(Stored data)
-------------------------
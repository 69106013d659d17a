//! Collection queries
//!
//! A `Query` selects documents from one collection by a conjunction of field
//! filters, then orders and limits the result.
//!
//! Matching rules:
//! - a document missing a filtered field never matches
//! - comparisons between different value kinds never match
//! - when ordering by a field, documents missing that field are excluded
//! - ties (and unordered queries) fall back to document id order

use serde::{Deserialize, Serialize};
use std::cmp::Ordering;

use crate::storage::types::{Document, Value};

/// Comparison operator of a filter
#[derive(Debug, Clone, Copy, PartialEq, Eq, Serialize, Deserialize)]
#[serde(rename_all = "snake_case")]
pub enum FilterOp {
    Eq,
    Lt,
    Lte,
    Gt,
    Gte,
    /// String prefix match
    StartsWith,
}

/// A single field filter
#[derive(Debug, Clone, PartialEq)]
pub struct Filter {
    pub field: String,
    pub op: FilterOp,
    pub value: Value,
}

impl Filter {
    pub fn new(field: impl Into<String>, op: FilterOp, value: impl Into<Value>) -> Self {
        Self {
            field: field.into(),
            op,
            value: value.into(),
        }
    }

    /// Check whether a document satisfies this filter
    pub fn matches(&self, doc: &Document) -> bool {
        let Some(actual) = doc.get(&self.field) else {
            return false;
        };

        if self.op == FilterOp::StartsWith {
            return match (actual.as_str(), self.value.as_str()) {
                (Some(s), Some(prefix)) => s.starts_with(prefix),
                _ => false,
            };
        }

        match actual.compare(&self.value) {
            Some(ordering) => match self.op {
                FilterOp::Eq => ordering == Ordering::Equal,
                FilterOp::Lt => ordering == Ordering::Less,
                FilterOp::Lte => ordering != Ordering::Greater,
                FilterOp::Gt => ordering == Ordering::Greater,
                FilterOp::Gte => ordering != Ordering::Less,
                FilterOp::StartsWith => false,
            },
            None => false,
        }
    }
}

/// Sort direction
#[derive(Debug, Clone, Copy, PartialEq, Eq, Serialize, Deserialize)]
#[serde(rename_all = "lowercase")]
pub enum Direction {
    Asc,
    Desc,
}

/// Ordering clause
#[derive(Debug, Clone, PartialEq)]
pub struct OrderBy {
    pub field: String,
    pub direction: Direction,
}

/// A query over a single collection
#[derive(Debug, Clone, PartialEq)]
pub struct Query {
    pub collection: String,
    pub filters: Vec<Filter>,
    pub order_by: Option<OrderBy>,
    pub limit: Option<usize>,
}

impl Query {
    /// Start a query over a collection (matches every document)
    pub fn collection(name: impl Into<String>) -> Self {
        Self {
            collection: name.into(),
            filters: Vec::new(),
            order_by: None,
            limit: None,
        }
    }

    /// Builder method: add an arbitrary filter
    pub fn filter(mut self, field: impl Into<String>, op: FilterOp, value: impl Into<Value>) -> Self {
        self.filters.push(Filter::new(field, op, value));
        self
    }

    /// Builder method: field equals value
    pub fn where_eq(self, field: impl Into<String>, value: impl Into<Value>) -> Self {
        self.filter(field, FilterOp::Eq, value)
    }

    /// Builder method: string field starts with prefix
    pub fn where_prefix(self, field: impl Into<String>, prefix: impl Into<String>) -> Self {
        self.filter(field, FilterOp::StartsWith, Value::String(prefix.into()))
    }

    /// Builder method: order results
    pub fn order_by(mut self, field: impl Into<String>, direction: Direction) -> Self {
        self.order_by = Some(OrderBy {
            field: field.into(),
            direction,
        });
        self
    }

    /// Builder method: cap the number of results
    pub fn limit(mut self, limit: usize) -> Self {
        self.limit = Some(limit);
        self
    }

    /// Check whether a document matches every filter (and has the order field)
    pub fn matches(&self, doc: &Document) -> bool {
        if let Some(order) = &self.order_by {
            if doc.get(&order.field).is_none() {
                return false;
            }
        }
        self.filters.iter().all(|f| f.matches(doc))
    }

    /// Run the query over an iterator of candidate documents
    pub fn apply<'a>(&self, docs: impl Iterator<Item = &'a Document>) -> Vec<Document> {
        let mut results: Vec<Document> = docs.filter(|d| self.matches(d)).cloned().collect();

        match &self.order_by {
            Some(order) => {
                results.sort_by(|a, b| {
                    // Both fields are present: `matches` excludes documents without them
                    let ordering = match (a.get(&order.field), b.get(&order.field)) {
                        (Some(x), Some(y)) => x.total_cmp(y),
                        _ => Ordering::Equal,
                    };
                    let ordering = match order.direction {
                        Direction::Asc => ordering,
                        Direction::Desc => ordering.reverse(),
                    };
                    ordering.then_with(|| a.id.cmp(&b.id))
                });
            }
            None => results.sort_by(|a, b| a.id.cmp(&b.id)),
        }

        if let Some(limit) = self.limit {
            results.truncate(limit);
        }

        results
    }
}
-------------------------
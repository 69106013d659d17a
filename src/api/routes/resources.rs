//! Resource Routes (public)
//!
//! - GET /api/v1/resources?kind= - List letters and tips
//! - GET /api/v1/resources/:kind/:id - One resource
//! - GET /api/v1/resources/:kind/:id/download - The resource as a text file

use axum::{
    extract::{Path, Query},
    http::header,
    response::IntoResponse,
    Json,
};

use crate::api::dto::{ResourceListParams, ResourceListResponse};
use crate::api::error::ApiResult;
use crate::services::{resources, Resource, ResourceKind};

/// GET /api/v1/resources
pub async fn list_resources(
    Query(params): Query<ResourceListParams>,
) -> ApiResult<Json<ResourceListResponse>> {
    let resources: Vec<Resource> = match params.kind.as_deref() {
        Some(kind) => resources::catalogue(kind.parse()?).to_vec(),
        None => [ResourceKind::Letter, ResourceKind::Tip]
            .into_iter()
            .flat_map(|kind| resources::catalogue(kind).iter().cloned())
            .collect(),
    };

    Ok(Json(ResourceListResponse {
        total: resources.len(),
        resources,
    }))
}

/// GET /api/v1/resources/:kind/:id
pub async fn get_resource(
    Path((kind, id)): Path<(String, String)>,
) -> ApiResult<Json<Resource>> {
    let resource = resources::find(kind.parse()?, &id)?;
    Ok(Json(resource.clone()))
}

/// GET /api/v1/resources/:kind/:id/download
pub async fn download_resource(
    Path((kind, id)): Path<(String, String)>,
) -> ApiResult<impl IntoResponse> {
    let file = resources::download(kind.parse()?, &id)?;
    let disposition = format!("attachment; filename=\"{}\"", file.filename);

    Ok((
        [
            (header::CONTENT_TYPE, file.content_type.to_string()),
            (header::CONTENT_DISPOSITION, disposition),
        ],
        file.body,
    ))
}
-------------------------
*YOUR INSTRUCTIONS*.
Scan the records above and show every line in which the word "ResourceKind" occurs.

*REPLY TO THE TASK*.
use crate::services::{resources, Resource, ResourceKind};
        None => [ResourceKind::Letter, ResourceKind::Tip]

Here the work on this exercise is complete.